相談役 古川正明先生(福岡)、熊坂護先生 (栃木)

記事執筆・メルマガ担当 前沢

会計担当 山田

勉強会風景
古代の望診法とは

古代に存在した「望診法」はダイレクトに気と経絡を見る技術だったのではないかと考えています。

3000年以上前の診察法の言葉に「望んで知る、これ神」という言葉があります。

この言葉は現代では、見ただけで診断ができるのは神様のようなものだ、という意味に解釈されています。

しかし、この言葉がつくられた(約3000年前)当時の「神」という漢字の意味は現代のような神様仏様のような意味ではなく、

神=自然(の気の流れ)という意味であったのです。

つまり、「望んで知る、これ神」の意味は、まず望診で気の流れを見ましょう、という意味であったのだと思います。

ですから、望診は診察手順の第1にくるのです。

四診合算という言葉があります。

望診、聞診、問診、切診の総合評価で証決定をしましょうという意味にとられています。

ですが、古代の望診のあり方を考えると、四診合算ではなくて、四診はその手順どおりに並んでいるだけです。
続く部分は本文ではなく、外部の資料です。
//! Domain types for tickoff: tasks, identifiers, due dates and list filters.

/// Due date formatting and parsing.
pub mod due_date;
/// List filtering.
pub mod filter;
/// Identifier types.
pub mod id;
/// The task entity.
pub mod task;

pub use due_date::{DueDate, NO_DUE_DATE};
pub use filter::FilterMode;
pub use id::TaskId;
pub use task::{Task, TaskStatus, normalize_text};
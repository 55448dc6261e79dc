use serde::{Deserialize, Serialize};
use std::fmt;

use crate::due_date::DueDate;
use crate::id::TaskId;

/// Completion status as shown to the user and written to storage.
#[derive(Debug, Clone, Copy, PartialEq, Eq, PartialOrd, Ord, Hash, Serialize, Deserialize)]
#[serde(rename_all = "snake_case")]
pub enum TaskStatus {
    /// Not done yet.
    Pending,
    /// Marked as done.
    Completed,
}

impl TaskStatus {
    /// String representation used in persisted records.
    #[must_use]
    pub const fn as_str(self) -> &'static str {
        match self {
            Self::Pending => "pending",
            Self::Completed => "completed",
        }
    }

    /// Capitalized label used by list views.
    #[must_use]
    pub const fn label(self) -> &'static str {
        match self {
            Self::Pending => "Pending",
            Self::Completed => "Completed",
        }
    }

    /// Status matching a completion flag.
    #[must_use]
    pub const fn from_completed(completed: bool) -> Self {
        if completed { Self::Completed } else { Self::Pending }
    }
}

impl fmt::Display for TaskStatus {
    fn fmt(&self, f: &mut fmt::Formatter<'_>) -> fmt::Result {
        f.write_str(self.as_str())
    }
}

/// A single to-do item.
///
/// The status is derived from `completed`, so the two can never disagree.
#[derive(Debug, Clone, PartialEq, Eq)]
pub struct Task {
    /// Identifier assigned at creation.
    pub id: TaskId,
    /// Trimmed, non-empty text.
    pub text: String,
    /// Optional due date.
    pub due: DueDate,
    /// Completion flag.
    pub completed: bool,
}

impl Task {
    /// Build a pending task with a fresh identifier.
    ///
    /// Callers are responsible for passing already-validated text.
    #[must_use]
    pub fn pending(text: impl Into<String>, due: DueDate) -> Self {
        Self {
            id: TaskId::new(),
            text: text.into(),
            due,
            completed: false,
        }
    }

    /// Current status.
    #[must_use]
    pub const fn status(&self) -> TaskStatus {
        TaskStatus::from_completed(self.completed)
    }

    /// Due date in its display form (`MM/dd/yyyy` or the sentinel).
    #[must_use]
    pub fn due_display(&self) -> String {
        self.due.to_string()
    }
}

/// Normalize user-entered task text; blank input yields `None`.
#[must_use]
pub fn normalize_text(raw: &str) -> Option<String> {
    let trimmed = raw.trim();
    (!trimmed.is_empty()).then(|| trimmed.to_owned())
}
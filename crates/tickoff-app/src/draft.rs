//! Caller-held editing state.
//!
//! The store has no idea which task is being edited. A front end keeps an
//! [`EditDraft`] instead and submits it when the user confirms.

use tickoff_core::{Task, TaskId};
use time::Date;

use crate::error::TaskError;
use crate::persistence::TaskPersistence;
use crate::task_store::TaskStore;

/// Text and due date being typed, plus the task they will overwrite (if any).
#[derive(Debug, Clone, Default, PartialEq, Eq)]
pub struct EditDraft {
    /// Text as typed, not yet trimmed.
    pub text: String,
    /// Chosen due date.
    pub due: Option<Date>,
    /// Task being edited; `None` means the draft creates a new task.
    pub target: Option<TaskId>,
}

impl EditDraft {
    /// Draft for a new task.
    pub fn new(text: impl Into<String>, due: Option<Date>) -> Self {
        Self {
            text: text.into(),
            due,
            target: None,
        }
    }

    /// Load an existing task for editing.
    #[must_use]
    pub fn for_task(task: &Task) -> Self {
        Self {
            text: task.text.clone(),
            due: task.due.as_date(),
            target: Some(task.id),
        }
    }

    /// Whether submitting will update an existing task.
    #[must_use]
    pub const fn is_editing(&self) -> bool {
        self.target.is_some()
    }

    /// Create or update a task from the draft, then reset the draft.
    ///
    /// The draft is kept as-is when the store rejects it.
    ///
    /// # Errors
    /// Propagates the [`TaskError`] returned by [`TaskStore::create`] or
    /// [`TaskStore::update`].
    pub fn submit<P: TaskPersistence>(&mut self, store: &mut TaskStore<P>) -> Result<Task, TaskError> {
        let task = match self.target {
            Some(id) => store.update(id, &self.text, self.due)?,
            None => store.create(&self.text, self.due)?,
        };
        *self = Self::default();
        Ok(task)
    }
}
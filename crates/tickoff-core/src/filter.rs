use serde::{Deserialize, Serialize};
use std::convert::Infallible;
use std::fmt;
use std::str::FromStr;

use crate::task::Task;

/// Named predicate selecting the visible subset of tasks.
#[derive(Debug, Clone, Copy, PartialEq, Eq, Hash, Default, Serialize, Deserialize)]
pub enum FilterMode {
    /// Every task.
    #[default]
    All,
    /// Only completed tasks.
    Completed,
    /// Only tasks that are not completed.
    Pending,
}

impl FilterMode {
    /// Resolve a user-facing label. Unknown labels fall back to [`FilterMode::All`].
    #[must_use]
    pub fn from_label(label: &str) -> Self {
        let label = label.trim();
        if label.eq_ignore_ascii_case("completed") {
            Self::Completed
        } else if label.eq_ignore_ascii_case("pending") {
            Self::Pending
        } else {
            Self::All
        }
    }

    /// Canonical label.
    #[must_use]
    pub const fn label(self) -> &'static str {
        match self {
            Self::All => "All",
            Self::Completed => "Completed",
            Self::Pending => "Pending",
        }
    }

    /// Whether a task is visible under this mode.
    #[must_use]
    pub const fn matches(self, task: &Task) -> bool {
        match self {
            Self::All => true,
            Self::Completed => task.completed,
            Self::Pending => !task.completed,
        }
    }
}

impl FromStr for FilterMode {
    type Err = Infallible;

    fn from_str(s: &str) -> Result<Self, Self::Err> {
        Ok(Self::from_label(s))
    }
}

impl fmt::Display for FilterMode {
    fn fmt(&self, f: &mut fmt::Formatter<'_>) -> fmt::Result {
        f.write_str(self.label())
    }
}

/// Select the tasks visible under `mode`, keeping their relative order.
#[must_use]
pub fn apply(tasks: &[Task], mode: FilterMode) -> Vec<&Task> {
    tasks.iter().filter(|task| mode.matches(task)).collect()
}

#[cfg(test)]
mod tests {
    use super::*;
    use crate::due_date::DueDate;

    fn sample() -> Vec<Task> {
        ["a", "b", "c", "d", "e"]
            .into_iter()
            .enumerate()
            .map(|(idx, text)| {
                let mut task = Task::pending(text, DueDate::Unset);
                task.completed = idx % 2 == 0;
                task
            })
            .collect()
    }

    fn texts(tasks: &[&Task]) -> Vec<String> {
        tasks.iter().map(|task| task.text.clone()).collect()
    }

    #[test]
    fn all_returns_everything_in_order() {
        let tasks = sample();
        assert_eq!(texts(&apply(&tasks, FilterMode::All)), ["a", "b", "c", "d", "e"]);
    }

    #[test]
    fn completed_and_pending_partition_tasks() {
        let tasks = sample();
        let done = apply(&tasks, FilterMode::Completed);
        let open = apply(&tasks, FilterMode::Pending);
        assert_eq!(texts(&done), ["a", "c", "e"]);
        assert_eq!(texts(&open), ["b", "d"]);
        assert_eq!(done.len() + open.len(), tasks.len());
        assert!(done.iter().all(|task| !open.iter().any(|other| other.id == task.id)));
    }

    #[test]
    fn empty_input_yields_empty_output() {
        for mode in [FilterMode::All, FilterMode::Completed, FilterMode::Pending] {
            assert!(apply(&[], mode).is_empty());
        }
    }

    #[test]
    fn unknown_label_behaves_as_all() {
        assert_eq!(FilterMode::from_label("Archived"), FilterMode::All);
        assert_eq!(FilterMode::from_label(""), FilterMode::All);
        assert_eq!(FilterMode::from_label(" pending "), FilterMode::Pending);
        assert_eq!(FilterMode::from_label("COMPLETED"), FilterMode::Completed);
        assert_eq!("whatever".parse::<FilterMode>(), Ok(FilterMode::All));
    }

    #[test]
    fn label_roundtrips() {
        for mode in [FilterMode::All, FilterMode::Completed, FilterMode::Pending] {
            assert_eq!(FilterMode::from_label(mode.label()), mode);
        }
    }
}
最初に望診で気の流れを把握しましょう、次に聞きましょう(聞診)、問いましょう(問診)、切(触診)してみましょう、と続いていくのす。

診察の手順としてまず望診ありきで、ここで患者の体のバランスが自然な状態(元の健康な状態)からどれくらい逸脱していて、どこに異常があり、どこが治療のポイントかを把握してしまいましょう、とうのが望診なのです。

ですから、望診というのは、神業だという意味ではなく、通常の診察手段として、最初に来るべきものなのだと考えております。

潜象界について

潜象界とは、現象界の対義語(造語)ですが、現象界は人がその五感で感じ取れる実体の世界のことです。それに対して、現象界とまったく同時に同じ空間に存在しながらも、五感では感じ取ることのできない世界を潜象界と言います。

潜象界はいわゆる「気の世界」であるとも言われています。

その潜象界からの情報は現象界で起こっている事象に先駆けて動き、その潜象界の動きが具現化されて、現象界で実体としての動きに繋がっているとされています。ただ、いまのところすべてが仮説であり、それを数値化、もしくは映像化して確認する方法がありません。

唯一、確認する方法があるとしたら、それは人本来がもっている原初感覚を呼び覚ますこと。

この原初感覚は気を実感として感知することが可能で、その原初感覚をもってすれば、潜象界での気の動きを捉えることができるからです。

その原初感覚を使った望診法が当ブログでいう「古伝の望診」なのです。